Panos Galanis, Ph.D., is a Senior Quantitative Risk Analyst specializing in Market Risk at UBS Group, where he has worked since 2019. He holds a Ph.D. in Engineering and Statistics from the University of California, Berkeley, and has experience in model validation, project management, and developing IT solutions for data quality assessment.
Work at UBS
Panos Galanis serves as a Senior Quantitative Risk Analyst in the Market Risk department at UBS, a position he has held since 2019. His responsibilities include model validation for both Pillar 1 and Pillar 2 Market Risk models, which are crucial for regulatory compliance and risk assessment. He is based in the Zürich Area, Switzerland, where he contributes to project planning and management within the organization. His role involves developing internal R and Python packages aimed at process automation and standardization, enhancing operational efficiency.
Education and Expertise
Panos Galanis has an extensive educational background in engineering, statistics, and finance.
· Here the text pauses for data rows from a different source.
//! Dongle commands, handshake replies and the Global Headset ID

use super::constants::*;
use crate::error::{Error, Result};
use crate::transport::Transport;
use serde::{Deserialize, Serialize};
use std::fmt;
use std::str::FromStr;

/// Global Headset ID, printed on the headset's battery compartment
///
/// All-zero means "no particular headset" and selects auto-connect.
#[derive(Debug, Clone, Copy, Default, PartialEq, Eq, Hash, Serialize, Deserialize)]
#[serde(try_from = "String", into = "String")]
pub struct Ghid {
    pub high: u8,
    pub low: u8,
}

impl Ghid {
    pub const fn new(high: u8, low: u8) -> Self {
        Self { high, low }
    }

    pub fn is_zero(&self) -> bool {
        self.high == 0 && self.low == 0
    }
}

impl fmt::Display for Ghid {
    fn fmt(&self, f: &mut fmt::Formatter<'_>) -> fmt::Result {
        write!(f, "{:02X}{:02X}", self.high, self.low)
    }
}

impl FromStr for Ghid {
    type Err = Error;

    fn from_str(s: &str) -> Result<Self> {
        let s = s.trim();
        let digits = s
            .strip_prefix("0x")
            .or_else(|| s.strip_prefix("0X"))
            .unwrap_or(s);
        if digits.len() != 4 || !digits.chars().all(|c| c.is_ascii_hexdigit()) {
            return Err(Error::InvalidGhid(s.to_string()));
        }
        let value =
            u16::from_str_radix(digits, 16).map_err(|_| Error::InvalidGhid(s.to_string()))?;
        let [high, low] = value.to_be_bytes();
        Ok(Self { high, low })
    }
}

impl TryFrom<String> for Ghid {
    type Error = Error;

    fn try_from(s: String) -> Result<Self> {
        s.parse()
    }
}

impl From<Ghid> for String {
    fn from(ghid: Ghid) -> Self {
        ghid.to_string()
    }
}

/// Host-to-dongle command
#[derive(Debug, Clone, Copy, PartialEq, Eq)]
pub enum DongleCommand {
    /// Drop any headset link and return to standby
    Reset,
    /// Pair with one specific headset
    PairById(Ghid),
    /// Pair with whichever headset answers first
    Autoconnect,
}

impl DongleCommand {
    /// Connect command for `ghid`: directed pairing unless it is zero
    pub fn connect(ghid: Ghid) -> Self {
        if ghid.is_zero() {
            DongleCommand::Autoconnect
        } else {
            DongleCommand::PairById(ghid)
        }
    }

    pub fn to_bytes(&self) -> Vec<u8> {
        match *self {
            DongleCommand::Reset => vec![CMD_RESET],
            DongleCommand::PairById(ghid) => vec![CMD_PAIR_BY_ID, ghid.high, ghid.low],
            DongleCommand::Autoconnect => vec![CMD_AUTOCONNECT],
        }
    }

    /// Write and flush the command
    pub fn send_to<T: Transport + ?Sized>(&self, port: &mut T) -> Result<()> {
        port.write_all(&self.to_bytes())?;
        port.flush()
    }
}

/// Dongle reply seen while negotiating a connection
#[derive(Debug, Clone, Copy, PartialEq, Eq)]
pub enum DongleReply {
    /// 0xD0: link established with this headset
    HeadsetFound(Ghid),
    /// 0xD1: `any_known` is false when the dongle has no headset at all
    HeadsetNotFound { any_known: bool },
    /// 0xD2
    HeadsetDisconnected,
    /// 0xD3
    RequestDenied,
    /// 0xD4: `searching` is false once the dongle is idle
    Standby { searching: bool },
    /// A frame that is not a handshake reply
    Other(u8),
}

impl DongleReply {
    /// Interpret a payload received during the handshake
    pub fn parse(payload: &[u8]) -> Result<Self> {
        let Some(&cmd) = payload.first() else {
            return Err(Error::ShortReply { cmd: 0, len: 0 });
        };
        let short = || Error::ShortReply {
            cmd,
            len: payload.len(),
        };

        let reply = match cmd {
            REPLY_HEADSET_FOUND => match payload {
                [_, _, high, low, ..] => DongleReply::HeadsetFound(Ghid::new(*high, *low)),
                _ => return Err(short()),
            },
            REPLY_HEADSET_NOT_FOUND => match payload {
                [_, len, ..] => DongleReply::HeadsetNotFound { any_known: *len != 0 },
                _ => return Err(short()),
            },
            REPLY_HEADSET_DISCONNECTED => DongleReply::HeadsetDisconnected,
            REPLY_REQUEST_DENIED => DongleReply::RequestDenied,
            REPLY_STANDBY => match payload {
                [_, _, state, ..] => DongleReply::Standby {
                    searching: *state != 0,
                },
                _ => return Err(short()),
            },
            other => DongleReply::Other(other),
        };
        Ok(reply)
    }
}

#[cfg(test)]
mod tests {
    use super::*;
    use crate::transport::MockTransport;

    #[test]
    fn test_ghid_display() {
        assert_eq!(Ghid::new(0xF6, 0x4F).to_string(), "F64F");
        assert_eq!(Ghid::new(0x00, 0x0A).to_string(), "000A");
        assert_eq!(Ghid::default().to_string(), "0000");
    }

    #[test]
    fn test_ghid_parse() {
        assert_eq!("F64F".parse::<Ghid>().unwrap(), Ghid::new(0xF6, 0x4F));
        assert_eq!("0x12ab".parse::<Ghid>().unwrap(), Ghid::new(0x12, 0xAB));
        assert!("F64".parse::<Ghid>().is_err());
        assert!("+F64".parse::<Ghid>().is_err());
        assert!("GGGG".parse::<Ghid>().is_err());
    }

    #[test]
    fn test_command_bytes() {
        assert_eq!(DongleCommand::Reset.to_bytes(), vec![0xC1]);
        assert_eq!(DongleCommand::Autoconnect.to_bytes(), vec![0xC2]);
        assert_eq!(
            DongleCommand::PairById(Ghid::new(0xF6, 0x4F)).to_bytes(),
            vec![0xC0, 0xF6, 0x4F]
        );
    }

    #[test]
    fn test_connect_command_selection() {
        assert_eq!(
            DongleCommand::connect(Ghid::default()),
            DongleCommand::Autoconnect
        );
        assert_eq!(
            DongleCommand::connect(Ghid::new(0, 1)),
            DongleCommand::PairById(Ghid::new(0, 1))
        );
    }

    #[test]
    fn test_send_writes_bytes() {
        let mut mock = MockTransport::new();
        DongleCommand::PairById(Ghid::new(0x01, 0x02))
            .send_to(&mut mock)
            .unwrap();
        assert_eq!(mock.get_written(), vec![0xC0, 0x01, 0x02]);
    }

    #[test]
    fn test_parse_replies() {
        assert_eq!(
            DongleReply::parse(&[0xD0, 0x02, 0xF6, 0x4F]).unwrap(),
            DongleReply::HeadsetFound(Ghid::new(0xF6, 0x4F))
        );
        assert_eq!(
            DongleReply::parse(&[0xD1, 0x00]).unwrap(),
            DongleReply::HeadsetNotFound { any_known: false }
        );
        assert_eq!(
            DongleReply::parse(&[0xD1, 0x02, 0xF6, 0x4F]).unwrap(),
            DongleReply::HeadsetNotFound { any_known: true }
        );
        assert_eq!(
            DongleReply::parse(&[0xD2, 0x00]).unwrap(),
            DongleReply::HeadsetDisconnected
        );
        assert_eq!(
            DongleReply::parse(&[0xD3, 0x00]).unwrap(),
            DongleReply::RequestDenied
        );
        assert_eq!(
            DongleReply::parse(&[0xD4, 0x01, 0x00]).unwrap(),
            DongleReply::Standby { searching: false }
        );
        assert_eq!(
            DongleReply::parse(&[0xD4, 0x01, 0x01]).unwrap(),
            DongleReply::Standby { searching: true }
        );
        assert_eq!(
            DongleReply::parse(&[0x02, 0xC8]).unwrap(),
            DongleReply::Other(0x02)
        );
    }

    #[test]
    fn test_short_replies() {
        assert!(matches!(
            DongleReply::parse(&[0xD0, 0x02, 0xF6]),
            Err(Error::ShortReply { cmd: 0xD0, len: 3 })
        ));
        assert!(matches!(
            DongleReply::parse(&[0xD4, 0x01]),
            Err(Error::ShortReply { cmd: 0xD4, len: 2 })
        ));
        assert!(DongleReply::parse(&[]).is_err());
    }
}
He earned his Doctor of Philosophy (Ph.D.) from the University of California, Berkeley, where he studied from 2009 to 2014. Prior to this, he obtained a Diploma in Civil Engineering from the National Technical University of Athens, studying from 2003 to 2008. He also holds a Master's degree in Finance from the University of Zurich, which he completed between 2016 and 2018. His diverse academic qualifications support his expertise in quantitative risk analysis.
Background
Panos Galanis has a strong foundation in engineering and quantitative analysis, beginning with his studies in Civil Engineering at the National Technical University of Athens. His academic journey continued with a focus on statistics and finance, culminating in a Ph.D. from the University of California, Berkeley. This background has equipped him with the analytical skills necessary for his current role in market risk analysis at UBS.
Achievements
In his role at UBS, Panos Galanis has made significant contributions to model validation for market risk, ensuring compliance with regulatory standards. He has developed IT solutions for automated assessment of input data quality, which includes techniques for anomaly detection and data imputation. His work in creating internal R and Python packages has facilitated process automation and standardization, reflecting his commitment to enhancing operational practices within the organization.